A: Note that $$A+B = 11(x+y)$$
and $$A-B = 9(x-y)$$
where $$1\le y \le x \le 9$$
Considering all our options, we see $x+y=9$ and $x-y=1$ provides the  given solution of A=54 and B=45.  
A: Since $a+b=2A$, and $ab=B^2$, it follows that $a,b$ are roots of the quadratic equation
$$t^2-(2A)t+B^2=0$$
so the discriminant
$$D=4(A^2-B^2)$$
must be a perfect square, hence $A^2-B^2$ must be a perfect square.
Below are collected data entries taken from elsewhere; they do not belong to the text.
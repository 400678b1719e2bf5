pub mod code_coverage_report;
pub mod config;
pub mod execution_config;
pub mod languages;
pub mod paths;
pub mod test_helpers;
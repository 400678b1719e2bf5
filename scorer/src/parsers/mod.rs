//! # Parsers
//!
//! Turn the textual output of external tools and submitted data files into typed values.
//! Every parser implements [`Parser`](crate::traits::parser::Parser) and reports problems as
//! [`ParseError`](crate::error::ParseError); the calling scorer decides which tier the error
//! belongs to.
//!
//! The available parsers are:
//! - [`gcov_parser`]: `.gcov` files produced by `gcov -b`.
//! - [`coverage_json_parser`]: coverage.py JSON reports.
//! - [`style_parser`]: `path:line:col: CODE text` checker output.
//! - [`csv_parser`]: CSV input data against a record schema.

pub mod coverage_json_parser;
pub mod csv_parser;
pub mod gcov_parser;
pub mod style_parser;
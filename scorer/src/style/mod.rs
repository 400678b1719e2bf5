//! # Style Checkers
//!
//! Implementations of [`StyleChecker`](crate::traits::style_checker::StyleChecker):
//!
//! - [`line_rules`]: built-in physical-line checks using pep8 codes. Needs no external tool.
//! - [`command_checker`]: runs an external linter and parses its `path:line:col: CODE text`
//!   output.

pub mod command_checker;
pub mod line_rules;
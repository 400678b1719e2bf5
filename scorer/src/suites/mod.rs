//! # Test Suites
//!
//! Implementations of [`TestSuite`](crate::traits::suite::TestSuite):
//!
//! - [`case_suite`]: named Rust closures run in-process.
//! - [`command_suite`]: one external command per fully-qualified test name, with discovery of
//!   test modules in a submission tree.

pub mod case_suite;
pub mod command_suite;
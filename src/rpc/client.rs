use std::time::Duration;

use async_trait::async_trait;
use reqwest::{Request, Response};

/// Executes a prepared request. Lets callers swap in a recording or
/// decorated client without touching the remote proxies.
#[async_trait]
pub trait HttpClient: Send + Sync {
    async fn execute(&self, req: Request) -> reqwest::Result<Response>;
}

pub struct BasicClient(reqwest::Client);

impl BasicClient {
    pub fn new() -> Self {
        Self(reqwest::Client::new())
    }

    /// Client whose requests fail after `timeout` instead of hanging on a dead peer.
    pub fn with_timeout(timeout: Duration) -> reqwest::Result<Self> {
        Ok(Self(reqwest::Client::builder().timeout(timeout).build()?))
    }
}

impl Default for BasicClient {
    fn default() -> Self {
        Self::new()
    }
}

#[async_trait]
impl HttpClient for BasicClient {
    async fn execute(&self, req: Request) -> reqwest::Result<Response> {
        self.0.execute(req).await
    }
}
//! Per-batch arc speed computation fanned out over a fixed number of tasks.

use std::collections::HashMap;
use std::ops::Range;
use std::sync::Arc;

use tracing::error;

use super::speed::plausible_speed;
use crate::model::{ArcAccumulator, ArcKey, Batch, Datagram, PartialResult, TripKey};

pub type ArcMap = HashMap<ArcKey, ArcAccumulator>;

pub struct BatchProcessor {
    num_threads: usize,
}

impl BatchProcessor {
    pub fn new(num_threads: usize) -> Self {
        Self {
            num_threads: num_threads.max(1),
        }
    }

    pub fn num_threads(&self) -> usize {
        self.num_threads
    }

    /// Splits the batch into contiguous chunks, computes each on the blocking
    /// pool, then merges the chunk maps on the calling task.
    ///
    /// Consecutive samples that land in different chunks are never paired.
    pub async fn process(&self, batch: Batch, worker_id: &str) -> PartialResult {
        let batch_id = batch.batch_id;
        let datagrams: Arc<[Datagram]> = batch.datagrams.into();

        let mut tasks = Vec::with_capacity(self.num_threads);
        for range in partition(datagrams.len(), self.num_threads) {
            let datagrams = datagrams.clone();
            tasks.push(tokio::task::spawn_blocking(move || {
                process_chunk(&datagrams[range])
            }));
        }

        let mut merged = ArcMap::new();
        for task in tasks {
            match task.await {
                Ok(chunk) => merge_into(&mut merged, chunk),
                Err(e) => error!(batch_id, error = %e, "Chunk task failed"),
            }
        }

        PartialResult::from_accumulators(batch_id, worker_id, merged)
    }
}

/// `parts` contiguous near-equal ranges over `0..len`; the last absorbs the
/// remainder. Fewer ranges when there are fewer items than parts.
pub fn partition(len: usize, parts: usize) -> Vec<Range<usize>> {
    if len == 0 {
        return Vec::new();
    }
    let parts = parts.clamp(1, len);
    let chunk = len / parts;

    (0..parts)
        .map(|i| {
            let start = i * chunk;
            let end = if i + 1 == parts { len } else { start + chunk };
            start..end
        })
        .collect()
}

/// Speed observations for one chunk, keyed by arc.
///
/// Datagrams are grouped per trip, ordered by sample time, and every
/// consecutive pair at different stops yields at most one observation.
pub fn process_chunk(datagrams: &[Datagram]) -> ArcMap {
    let mut trips: HashMap<TripKey, Vec<&Datagram>> = HashMap::new();
    for d in datagrams.iter().filter(|d| d.has_route_identity()) {
        trips.entry(d.trip_key()).or_default().push(d);
    }

    let mut arcs = ArcMap::new();
    for samples in trips.values_mut() {
        if samples.len() < 2 {
            continue;
        }
        samples.sort_by_key(|d| d.sample_time);

        for pair in samples.windows(2) {
            let (prev, curr) = (pair[0], pair[1]);
            if prev.stop_id == curr.stop_id {
                continue;
            }
            if let Some(speed) = plausible_speed(prev, curr) {
                let key = ArcKey::new(curr.line_id, prev.stop_id, curr.stop_id);
                *arcs.entry(key).or_default() += ArcAccumulator::observation(speed);
            }
        }
    }
    arcs
}

pub fn merge_into(target: &mut ArcMap, source: ArcMap) {
    for (key, acc) in source {
        *target.entry(key).or_default() += acc;
    }
}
Also, since $A\ne B$, we get that $A^2-B^2$ is a nonzero perfect square.
\begin{align*}
\text{Then}\;\;A^2-B^2&=(A+B)(A-B)\\[4pt]
&=\bigl((10x+y)+(10y+x)\bigr)\bigl((10x+y)-(10y+x)\bigr)\\[4pt]
&=\bigl(11(x+y)\bigr)\bigl(9(x-y)\bigr)\\[4pt]
\end{align*}
hence $11(x+y)(x-y)$ must be a nonzero perfect square.
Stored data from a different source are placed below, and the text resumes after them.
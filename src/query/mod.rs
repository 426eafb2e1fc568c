pub mod service;
pub mod types;

pub use service::QueryService;
pub use types::{ArcInfo, GlobalStatistics, LineInfo};
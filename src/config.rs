use anyhow::{Result, bail};
use serde::{Deserialize, Serialize};
use std::path::{Path, PathBuf};
use std::time::Duration;

use crate::pipeline::TailerConfig;

/// Runtime settings for every role of the pipeline.
///
/// Stored as a JSON object on disk; omitted fields take their defaults:
/// ```json
/// {
///   "dispatch_addr": "0.0.0.0:10001",
///   "batch_size": 5000,
///   "worker_threads": 8
/// }
/// ```
#[derive(Debug, Clone, PartialEq, Serialize, Deserialize)]
#[serde(default)]
pub struct PipelineConfig {
    pub ingest_addr: String,
    pub dispatch_addr: String,
    pub query_addr: String,
    pub data_file: PathBuf,

    pub batch_size: usize,
    pub queue_capacity: usize,
    pub worker_threads: usize,

    pub poll_interval_ms: u64,
    pub max_empty_pulls: u32,
    pub tail_idle_ms: u64,
    pub tail_missing_ms: u64,
    pub flush_timeout_secs: u64,
    pub stats_interval_secs: u64,
    /// Upper bound on any single RPC made by workers, replay and queries.
    pub request_timeout_secs: u64,

    pub reject_duplicate_batches: bool,
}

impl Default for PipelineConfig {
    fn default() -> Self {
        Self {
            ingest_addr: "127.0.0.1:10000".to_string(),
            dispatch_addr: "127.0.0.1:10001".to_string(),
            query_addr: "127.0.0.1:10002".to_string(),
            data_file: PathBuf::from("data/received_datagrams.csv"),
            batch_size: 10_000,
            queue_capacity: 100,
            worker_threads: std::thread::available_parallelism()
                .map(|n| n.get())
                .unwrap_or(4),
            poll_interval_ms: 1_000,
            max_empty_pulls: 300,
            tail_idle_ms: 500,
            tail_missing_ms: 1_000,
            flush_timeout_secs: 5,
            stats_interval_secs: 15,
            request_timeout_secs: 30,
            reject_duplicate_batches: true,
        }
    }
}

impl PipelineConfig {
    /// Loads the config from a JSON file at `path`.
    pub fn load(path: impl AsRef<Path>) -> Result<Self> {
        let content = std::fs::read_to_string(path)?;
        let config: PipelineConfig = serde_json::from_str(&content)?;
        config.validate()?;
        Ok(config)
    }

    /// `load` when a path is given, defaults otherwise.
    pub fn load_or_default(path: Option<&Path>) -> Result<Self> {
        match path {
            Some(path) => Self::load(path),
            None => Ok(Self::default()),
        }
    }

    pub fn validate(&self) -> Result<()> {
        if self.batch_size == 0 {
            bail!("batch_size must be greater than zero");
        }
        if self.queue_capacity == 0 {
            bail!("queue_capacity must be greater than zero");
        }
        if self.worker_threads == 0 {
            bail!("worker_threads must be greater than zero");
        }
        if self.request_timeout_secs == 0 {
            bail!("request_timeout_secs must be greater than zero");
        }
        Ok(())
    }

    pub fn poll_interval(&self) -> Duration {
        Duration::from_millis(self.poll_interval_ms)
    }

    pub fn stats_interval(&self) -> Duration {
        Duration::from_secs(self.stats_interval_secs)
    }

    pub fn request_timeout(&self) -> Duration {
        Duration::from_secs(self.request_timeout_secs)
    }

    pub fn tailer(&self) -> TailerConfig {
        TailerConfig {
            batch_size: self.batch_size,
            idle_backoff: Duration::from_millis(self.tail_idle_ms),
            missing_backoff: Duration::from_millis(self.tail_missing_ms),
            flush_timeout: Duration::from_secs(self.flush_timeout_secs),
        }
    }
}
//! Vehicle simulator: streams a recorded datagram export to the ingestion endpoint.

use std::path::Path;
use std::time::Duration;

use anyhow::{Context, Result};
use serde::Serialize;
use tokio::fs::File;
use tokio::io::{AsyncBufReadExt, BufReader};
use tokio_util::sync::CancellationToken;
use tracing::{info, warn};

use crate::model::Datagram;
use crate::model::datagram::is_header_line;
use crate::rpc::{HttpClient, RemoteIngest};

#[derive(Debug, Clone, Copy, Default, Serialize)]
pub struct ReplaySummary {
    pub sent: u64,
    pub rejected: u64,
    pub malformed: u64,
}

/// Sends every row of `path` after checking the endpoint answers `ping`.
///
/// A header on the first line is skipped. Malformed rows and rejected
/// datagrams are counted and skipped; transport errors abort the replay.
#[tracing::instrument(skip_all, fields(path = %path.as_ref().display()))]
pub async fn replay<C: HttpClient>(
    path: impl AsRef<Path>,
    ingest: &RemoteIngest<C>,
    delay: Duration,
    cancel: CancellationToken,
) -> Result<ReplaySummary> {
    let path = path.as_ref();
    if !ingest.ping().await.context("ingest endpoint unreachable")? {
        anyhow::bail!("ingest endpoint refused ping");
    }
    info!(delay_ms = delay.as_millis() as u64, "Connected, replaying datagrams");

    let file = File::open(path)
        .await
        .with_context(|| format!("opening {}", path.display()))?;
    let mut lines = BufReader::new(file).lines();
    let mut summary = ReplaySummary::default();
    let mut first = true;

    while let Some(line) = lines.next_line().await? {
        if cancel.is_cancelled() {
            info!("Replay cancelled");
            break;
        }
        if std::mem::take(&mut first) && is_header_line(&line) {
            continue;
        }

        let datagram = match Datagram::from_csv_line(&line) {
            Ok(d) => d,
            Err(e) => {
                summary.malformed += 1;
                warn!(error = %e, "Skipping malformed row");
                continue;
            }
        };

        if ingest.submit_datagram(&datagram).await? {
            summary.sent += 1;
            if summary.sent % 100 == 0 {
                info!(sent = summary.sent, "Replay progress");
            }
        } else {
            summary.rejected += 1;
            warn!(bus_id = datagram.bus_id, "Server rejected datagram");
        }

        if !delay.is_zero() {
            tokio::time::sleep(delay).await;
        }
    }

    info!(
        sent = summary.sent,
        rejected = summary.rejected,
        malformed = summary.malformed,
        "Replay finished"
    );
    Ok(summary)
}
So we must have $x > y$, and at least one of the factors $(x+y),\;(x-y)$ must be a multiple of $11$. 

But $x-y$ can't be a multiple of $11$, since $1 \le x-y \le 8$.

Then since $3 \le x+y \le 17$, we get that $x+y=11$, and $x-y$ is a perfect square.

Of the pairs $(x,y)$ of digits 
$$(x,y) = (9,2),\;\;(x,y) = (8,3),\;\;(x,y) = (7,4),\;\;(x,y) = (6,5)$$
with $x > y$ and $x+y=11$, the pair $(x,y)=(6,5)$ is the only one for which $x-y$ is a perfect square.